– Всегда есть исключения. Но представь, как Тине было сложно найти эту работу.
– А что насчет тебя, пап? Не хочешь ли ты сказать, что Восточная Азия – самая полезная в мире специализация?
Он несколько раз открыл и закрыл рот.
– Как минимум благодаря ей у меня всегда был хороший шанс найти работу в академической среде.
Художественный институт не был моей целью номер один, но чем сильнее папа пытался меня отговорить, тем больше мне хотелось доказать, что он не прав. Не прав хоть в чем-то. Не прав насчет меня.
Мамы во время этих разговоров никогда не было рядом. Я подозревала, что папа специально дожидался, пока она выйдет из комнаты. Может, он боялся ранить ее чувства, ведь она-то последовала за своей страстью к искусству и стала музыкантом. Она была полной противоположностью того, что он хотел видеть во мне.
– Только невероятно удачливые и безумно талантливые люди добиваются успехов в сфере искусства, – сказал папа несколько дней спустя. – И даже в этом случае они проходят через множество трудностей. Тебе это не подойдет.
– Все, пап, я поняла. Ты думаешь, я недостаточно талантлива. Или недостаточно удачлива.
– Это ведь очень тяжкий труд, Ли. Ты хоть раз работала над чем-нибудь так усердно, что больше не могла ничего делать? По-настоящему усердно?

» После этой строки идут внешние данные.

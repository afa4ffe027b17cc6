//! Session state machine
//!
//! A [`Session`] owns one hosting instance of a quiz: the immutable quiz
//! snapshot, the phase (`Lobby`, `Active`, `Finished`), the current question
//! pointer, the participant registry, the scoring history and an optional
//! poll. Every operation is handled to completion against `&mut self`, so the
//! caller only has to serialize access to a session to get consistent state.
//!
//! Outbound traffic goes through a `tunnel_finder` closure resolving a
//! participant or host id into a [`Tunnel`]. Timed events are requested
//! through a `schedule_message` closure and come back via
//! [`Session::receive_alarm`].

use std::{collections::BTreeSet, fmt::Debug, time::Duration};

use itertools::Itertools;
use serde::{Deserialize, Serialize};
use serde_with::skip_serializing_none;
use thiserror::Error;
use web_time::SystemTime;

use super::{
    Preview,
    constants::session::{DEFAULT_ANSWER_GRACE, MAX_PARTICIPANT_COUNT},
    leaderboard::{Leaderboard, QuestionStats, Standing},
    participant::{self, AnswerRecord, Id, ParticipantInfo, Participants},
    poll::{self, Poll, PollDefinition},
    quiz::{QuestionPayload, Quiz, QuizInfo},
    scoring::{self, Answer},
    session_code::SessionCode,
    tunnel::Tunnel,
};

/// Lifecycle phase of a session
#[derive(Debug, Clone, Copy, PartialEq, Eq, Serialize, Deserialize)]
pub enum Phase {
    /// Accepting participants, no question shown yet
    Lobby,
    /// Questions are being played
    Active,
    /// Final leaderboard has been broadcast
    Finished,
}

/// Per-session settings supplied by the gateway
#[derive(Debug, Clone, Copy)]
pub struct Options {
    /// Added to a question's time limit before the server closes answering
    pub answer_grace: Duration,
    /// Maximum number of participants accepted
    pub max_participants: usize,
}

impl Default for Options {
    fn default() -> Self {
        Self {
            answer_grace: Duration::from_secs(DEFAULT_ANSWER_GRACE),
            max_participants: MAX_PARTICIPANT_COUNT,
        }
    }
}

/// Timed events a session asks its owner to deliver later
#[derive(Debug, Clone, Copy, PartialEq, Eq, Serialize, Deserialize)]
pub enum AlarmMessage {
    /// The time budget (plus grace) of a question ran out
    QuestionTimeout {
        /// Index of the question the alarm was scheduled for
        index: usize,
    },
}

/// Errors reported back to the connection that issued a request
///
/// None of these affect other members of the session.
#[derive(Error, Serialize, Debug, Clone, PartialEq, Eq)]
pub enum Error {
    /// No session is hosted under that code
    #[error("no session with that code")]
    NotFound,
    /// A host-only action was issued by someone else
    #[error("only the host can do that")]
    Unauthorized,
    /// The action is not allowed in the session's current phase
    #[error("not allowed at this point of the quiz")]
    InvalidPhase,
    /// The answer is for a question that is no longer open
    #[error("that question is no longer open")]
    StaleQuestion,
    /// A poll is already running
    #[error("a poll is already running")]
    DuplicatePoll,
    /// There is no poll to respond to or end
    #[error("no poll is running")]
    NoActivePoll,
    /// The poll response is not one of the poll's options
    #[error("option is not part of this poll")]
    UnknownOption,
    /// The participant already answered the current question
    #[error("you already answered this question")]
    AlreadyAnswered,
    /// The connection already hosts or joined another session
    #[error("this connection already belongs to a session")]
    AlreadyBound,
    /// The quiz snapshot failed validation
    #[error("invalid quiz: {0}")]
    InvalidQuiz(String),
    /// No snapshot was supplied and the store has none for that quiz
    #[error("quiz not available")]
    QuizUnavailable,
    /// No free session code could be drawn
    #[error("no free session code available")]
    CodeSpaceExhausted,
    /// The message could not be parsed
    #[error("malformed message")]
    MalformedMessage,
    /// The requested question has not been shown yet
    #[error("question index out of range")]
    QuestionOutOfRange,
    /// The connection is not a participant of the session
    #[error("not a participant of this session")]
    NotParticipant,
    /// The display name was rejected or the session is full
    #[error(transparent)]
    Name(participant::Error),
    /// The poll definition was rejected
    #[error(transparent)]
    InvalidPoll(poll::Error),
}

Я подумала о выставке в Берлине, о том, как меня выделил Нагори, как предупредил, что месяцы пролетят очень быстро. Он был прав насчет этого. А папа был прав насчет работы. Я действительно недостаточно усердно трудилась. Да и могла ли я?
Тот разговор с ним стал последней каплей: я собиралась доказать, что он не прав. Я могла усердно работать. Если Нагори верил, что я талантлива, значит, так оно и было. И я готова была сделать все, чтобы стать еще лучше. Я хотела стать одной из лучших.

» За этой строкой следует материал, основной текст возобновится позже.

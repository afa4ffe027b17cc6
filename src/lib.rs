//! # Quizhost
//!
//! Live quiz-session coordinator. A host turns a quiz snapshot into a live
//! session, participants join it with a short code and answer questions
//! concurrently, and the coordinator scores answers, keeps the leaderboard
//! consistent and fans events out to the right connections.
//!
//! The library is split the same way the runtime is: pure components
//! ([`scoring`], [`participant`], [`poll`], [`leaderboard`]), the per-session
//! [`session`] state machine, the process-wide [`registry`], and the
//! [`coordinator`] and [`server`] making up the real-time gateway.

#![cfg_attr(all(coverage_nightly, test), feature(coverage_attribute))]
#![deny(missing_docs)]
#![deny(rustdoc::missing_crate_level_docs)]
#![warn(clippy::pedantic)]
#![allow(clippy::similar_names)]
#![allow(clippy::must_use_candidate)]
#![allow(clippy::cast_sign_loss)]
#![allow(clippy::cast_possible_truncation)]
#![allow(clippy::cast_precision_loss)]
#![allow(clippy::struct_field_names)]
#![allow(clippy::doc_markdown)]
#![allow(clippy::missing_errors_doc)]
use derive_where::derive_where;
use itertools::Itertools;
use serde::Serialize;

use crate::constants::session::LIST_LIMIT;

pub mod config;
pub mod constants;
pub mod coordinator;
pub mod leaderboard;
pub mod logger;
pub mod participant;
pub mod poll;
pub mod protocol;
pub mod quiz;
pub mod registry;
pub mod scoring;
pub mod server;
pub mod session;
pub mod session_code;
pub mod store;
pub mod tunnel;

/// Messages pushed to hosts and participants
///
/// Each variant serializes to its inner `{"event": ..., "data": ...}`
/// envelope, so clients only ever see the event name.
#[derive(Debug, Serialize, Clone, derive_more::From)]
#[serde(untagged)]
pub enum UpdateMessage {
    /// Session lifecycle, question and scoring events
    Session(session::UpdateMessage),
    /// Poll events
    Poll(poll::UpdateMessage),
}

impl UpdateMessage {
    /// Serializes the message into the text frame sent over the socket
    ///
    /// # Panics
    ///
    /// Panics if serialization fails. Every message is made of strings,
    /// numbers and maps with string keys, which JSON always accepts.
    pub fn to_message(&self) -> String {
        serde_json::to_string(self).expect("default serializer cannot fail")
    }
}

/// The head of a list that may be too long to send in full
///
/// Lobby rosters and leaderboards are sent as a [`Preview`]: at most
/// [`LIST_LIMIT`] entries plus the length of the whole list, so clients can
/// still show "and 120 more".
#[derive(Debug, Clone, Serialize)]
#[derive_where(Default)]
#[serde(rename_all = "camelCase")]
pub struct Preview<T> {
    /// Length of the full list
    total: usize,
    /// Leading entries, at most the preview limit
    items: Vec<T>,
}

impl<T> Preview<T> {
    /// Keeps the first [`LIST_LIMIT`] entries of a list of `total` entries
    pub fn of(list: impl IntoIterator<Item = T>, total: usize) -> Self {
        Self::with_limit(list, LIST_LIMIT, total)
    }

    /// Keeps the first `limit` entries of a list of `total` entries
    pub fn with_limit(list: impl IntoIterator<Item = T>, limit: usize, total: usize) -> Self {
        Self {
            total,
            items: list.into_iter().take(limit).collect_vec(),
        }
    }
}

Папа снова улетел на другой конец планеты, а я купила новый скетчбук, больше привычного мне формата. Правда, как только я села за работу, я поняла, что не могу ни о чем думать. Темнота нашего дома зажала меня. Когда мама была такой тихой, дом казался глубокой ямой. А когда она кричала и злилась, дом превращался в грозовую тучу, которую разрывало от собственного грома.
Хоть папа был невыносим со своими аргументами насчет моего будущего, его присутствие сглаживало грозу, успокаивало маму. Я жутко радовалась его отъездам и в то же время ненавидела их.
Была среда, когда Аксель встретил меня у нашего дома, как раз когда я выходила из вечернего автобуса, возвращаясь со школы.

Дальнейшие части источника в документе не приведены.